# [INSTRUCTIONS FOR THE TASK]
Your response should consist of every entry, unchanged.
___
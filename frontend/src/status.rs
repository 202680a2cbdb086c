// frontend/src/status.rs
//
// Device server status poller and the start/stop button state machine:
//   Idle -> Starting -> Running -> Stopping -> Idle
// Transitions are confirmed by the server's reply, never optimistically.

use crate::api::DeviceService;
use crate::notify::Notifications;
use observatory_shared::{DeviceSelection, ServerStatus};
use std::sync::Arc;

#[derive(Debug, Clone, Copy, PartialEq, Eq)]
pub enum ServerPhase {
    Idle,
    Starting,
    Running,
    Stopping,
}

/// What the poller observed or what a start/stop request returned.
#[derive(Debug, Clone, PartialEq)]
pub enum StatusEvent {
    Polled {
        status: ServerStatus,
        drivers: Vec<String>,
    },
    PollFailed(String),
    DriversFailed(String),
    StartSucceeded,
    StartFailed(String),
    StopSucceeded,
    StopFailed(String),
}

#[derive(Debug, Clone, PartialEq)]
pub enum ToggleAction {
    Start(DeviceSelection),
    Stop,
}

#[derive(Debug, Clone)]
pub struct ServerPanel {
    pub phase: ServerPhase,
    pub notify: String,
    pub drivers: Vec<String>,
    /// The control-channel button is only usable while the server runs.
    pub control_enabled: bool,
}

impl Default for ServerPanel {
    fn default() -> Self {
        Self {
            phase: ServerPhase::Idle,
            notify: String::new(),
            drivers: Vec::new(),
            control_enabled: false,
        }
    }
}

impl ServerPanel {
    pub fn button_label(&self) -> &'static str {
        match self.phase {
            ServerPhase::Idle => "Start",
            ServerPhase::Starting => "Starting...",
            ServerPhase::Running => "Stop",
            ServerPhase::Stopping => "Stopping...",
        }
    }

    pub fn button_class(&self) -> &'static str {
        match self.phase {
            ServerPhase::Idle | ServerPhase::Starting => "btn-outline-primary",
            ServerPhase::Running | ServerPhase::Stopping => "btn-outline-info",
        }
    }

    /// Click on the server button. Returns the request to issue, or `None`
    /// while a previous request is still in flight.
    pub fn begin_toggle(
        &mut self,
        selection: &DeviceSelection,
        notes: &mut Notifications,
    ) -> Option<ToggleAction> {
        match self.phase {
            ServerPhase::Idle => {
                self.phase = ServerPhase::Starting;
                notes.on_info("Connecting, please wait...");
                Some(ToggleAction::Start(selection.clone()))
            }
            ServerPhase::Running => {
                self.phase = ServerPhase::Stopping;
                Some(ToggleAction::Stop)
            }
            ServerPhase::Starting | ServerPhase::Stopping => {
                tracing::debug!("[STATUS] toggle ignored, request in flight ({:?})", self.phase);
                None
            }
        }
    }

    fn render_idle(&mut self, notify: &str) {
        self.phase = ServerPhase::Idle;
        self.notify = notify.to_string();
        self.drivers.clear();
        self.control_enabled = false;
    }

    fn render_running(&mut self, drivers: Vec<String>) {
        self.phase = ServerPhase::Running;
        self.notify = "Devices started successfully!".to_string();
        self.drivers = drivers;
        self.control_enabled = true;
    }

    /// Applies one event. Returns `true` when the status should be polled again.
    pub fn apply(&mut self, event: StatusEvent, notes: &mut Notifications) -> bool {
        match event {
            StatusEvent::Polled {
                status: ServerStatus::Running,
                drivers,
            } => {
                self.render_running(drivers);
                false
            }
            StatusEvent::Polled {
                status: ServerStatus::Idle,
                ..
            } => {
                self.render_idle("Server is idle");
                false
            }
            StatusEvent::PollFailed(e) => {
                tracing::warn!("[STATUS] status poll failed: {e}");
                self.render_idle("Server status unknown");
                false
            }
            StatusEvent::DriversFailed(e) => {
                // status already said running, only the list is missing
                tracing::warn!("[STATUS] driver list failed: {e}");
                let drivers = std::mem::take(&mut self.drivers);
                self.render_running(drivers);
                false
            }
            StatusEvent::StartSucceeded => {
                notes.on_info_hide();
                true
            }
            StatusEvent::StartFailed(e) => {
                notes.on_info_hide();
                notes.on_error(format!("Failed to start devices: {e}"));
                self.phase = ServerPhase::Idle;
                false
            }
            StatusEvent::StopSucceeded => true,
            StatusEvent::StopFailed(e) => {
                notes.on_error(format!("Failed to stop devices: {e}"));
                self.phase = ServerPhase::Running;
                false
            }
        }
    }
}

#[derive(Clone)]
pub struct StatusPoller {
    service: Arc<dyn DeviceService>,
}

impl StatusPoller {
    pub fn new(service: Arc<dyn DeviceService>) -> Self {
        Self { service }
    }

    /// Status, then the active driver list when the server runs.
    pub async fn poll(&self) -> StatusEvent {
        let status = match self.service.status().await {
            Ok(s) => s,
            Err(e) => return StatusEvent::PollFailed(e.to_string()),
        };
        tracing::debug!("[STATUS] server is {status}");

        match status {
            ServerStatus::Idle => StatusEvent::Polled {
                status,
                drivers: Vec::new(),
            },
            ServerStatus::Running => match self.service.drivers().await {
                Ok(drivers) => StatusEvent::Polled { status, drivers },
                Err(e) => StatusEvent::DriversFailed(e.to_string()),
            },
        }
    }

    pub async fn execute(&self, action: ToggleAction) -> StatusEvent {
        match action {
            ToggleAction::Start(selection) => match self.service.start(&selection).await {
                Ok(()) => StatusEvent::StartSucceeded,
                Err(e) => StatusEvent::StartFailed(e.to_string()),
            },
            ToggleAction::Stop => match self.service.stop().await {
                Ok(()) => StatusEvent::StopSucceeded,
                Err(e) => StatusEvent::StopFailed(e.to_string()),
            },
        }
    }
}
___
# [SOLUTION FOR THIS PROBLEM]
filename frontend/src/status.rs
repository 202680a2cbdb086c
// frontend/src/status.rs
//
// Device server status poller and the start/stop button state machine:
//   Idle -> Starting -> Running -> Stopping -> Idle
// Transitions are confirmed by the server's reply, never optimistically.

use crate::api::DeviceService;
use crate::notify::Notifications;
use observatory_shared::{DeviceSelection, ServerStatus};
use std::sync::Arc;

#[derive(Debug, Clone, Copy, PartialEq, Eq)]
pub enum ServerPhase {
    Idle,
    Starting,
    Running,
    Stopping,
}

/// What the poller observed or what a start/stop request returned.
#[derive(Debug, Clone, PartialEq)]
pub enum StatusEvent {
    Polled {
        status: ServerStatus,
        drivers: Vec<String>,
    },
    PollFailed(String),
    DriversFailed(String),
    StartSucceeded,
    StartFailed(String),
    StopSucceeded,
    StopFailed(String),
}

#[derive(Debug, Clone, PartialEq)]
pub enum ToggleAction {
    Start(DeviceSelection),
    Stop,
}

#[derive(Debug, Clone)]
pub struct ServerPanel {
    pub phase: ServerPhase,
    pub notify: String,
    pub drivers: Vec<String>,
    /// The control-channel button is only usable while the server runs.
    pub control_enabled: bool,
}

impl Default for ServerPanel {
    fn default() -> Self {
        Self {
            phase: ServerPhase::Idle,
            notify: String::new(),
            drivers: Vec::new(),
            control_enabled: false,
        }
    }
}

impl ServerPanel {
    pub fn button_label(&self) -> &'static str {
        match self.phase {
            ServerPhase::Idle => "Start",
            ServerPhase::Starting => "Starting...",
            ServerPhase::Running => "Stop",
            ServerPhase::Stopping => "Stopping...",
        }
    }

    pub fn button_class(&self) -> &'static str {
        match self.phase {
            ServerPhase::Idle | ServerPhase::Starting => "btn-outline-primary",
            ServerPhase::Running | ServerPhase::Stopping => "btn-outline-info",
        }
    }

    /// Click on the server button. Returns the request to issue, or `None`
    /// while a previous request is still in flight.
    pub fn begin_toggle(
        &mut self,
        selection: &DeviceSelection,
        notes: &mut Notifications,
    ) -> Option<ToggleAction> {
        match self.phase {
            ServerPhase::Idle => {
                self.phase = ServerPhase::Starting;
                notes.on_info("Connecting, please wait...");
                Some(ToggleAction::Start(selection.clone()))
            }
            ServerPhase::Running => {
                self.phase = ServerPhase::Stopping;
                Some(ToggleAction::Stop)
            }
            ServerPhase::Starting | ServerPhase::Stopping => {
                tracing::debug!("[STATUS] toggle ignored, request in flight ({:?})", self.phase);
                None
            }
        }
    }

    fn render_idle(&mut self, notify: &str) {
        self.phase = ServerPhase::Idle;
        self.notify = notify.to_string();
        self.drivers.clear();
        self.control_enabled = false;
    }

    fn render_running(&mut self, drivers: Vec<String>) {
        self.phase = ServerPhase::Running;
        self.notify = "Devices started successfully!".to_string();
        self.drivers = drivers;
        self.control_enabled = true;
    }

    /// Applies one event. Returns `true` when the status should be polled again.
    pub fn apply(&mut self, event: StatusEvent, notes: &mut Notifications) -> bool {
        match event {
            StatusEvent::Polled {
                status: ServerStatus::Running,
                drivers,
            } => {
                self.render_running(drivers);
                false
            }
            StatusEvent::Polled {
                status: ServerStatus::Idle,
                ..
            } => {
                self.render_idle("Server is idle");
                false
            }
            StatusEvent::PollFailed(e) => {
                tracing::warn!("[STATUS] status poll failed: {e}");
                self.render_idle("Server status unknown");
                false
            }
            StatusEvent::DriversFailed(e) => {
                // status already said running, only the list is missing
                tracing::warn!("[STATUS] driver list failed: {e}");
                let drivers = std::mem::take(&mut self.drivers);
                self.render_running(drivers);
                false
            }
            StatusEvent::StartSucceeded => {
                notes.on_info_hide();
                true
            }
            StatusEvent::StartFailed(e) => {
                notes.on_info_hide();
                notes.on_error(format!("Failed to start devices: {e}"));
                self.phase = ServerPhase::Idle;
                false
            }
            StatusEvent::StopSucceeded => true,
            StatusEvent::StopFailed(e) => {
                notes.on_error(format!("Failed to stop devices: {e}"));
                self.phase = ServerPhase::Running;
                false
            }
        }
    }
}

#[derive(Clone)]
pub struct StatusPoller {
    service: Arc<dyn DeviceService>,
}

impl StatusPoller {
    pub fn new(service: Arc<dyn DeviceService>) -> Self {
        Self { service }
    }

    /// Status, then the active driver list when the server runs.
    pub async fn poll(&self) -> StatusEvent {
        let status = match self.service.status().await {
            Ok(s) => s,
            Err(e) => return StatusEvent::PollFailed(e.to_string()),
        };
        tracing::debug!("[STATUS] server is {status}");

        match status {
            ServerStatus::Idle => StatusEvent::Polled {
                status,
                drivers: Vec::new(),
            },
            ServerStatus::Running => match self.service.drivers().await {
                Ok(drivers) => StatusEvent::Polled { status, drivers },
                Err(e) => StatusEvent::DriversFailed(e.to_string()),
            },
        }
    }

    pub async fn execute(&self, action: ToggleAction) -> StatusEvent {
        match action {
            ToggleAction::Start(selection) => match self.service.start(&selection).await {
                Ok(()) => StatusEvent::StartSucceeded,
                Err(e) => StatusEvent::StartFailed(e.to_string()),
            },
            ToggleAction::Stop => match self.service.stop().await {
                Ok(()) => StatusEvent::StopSucceeded,
                Err(e) => StatusEvent::StopFailed(e.to_string()),
            },
        }
    }
}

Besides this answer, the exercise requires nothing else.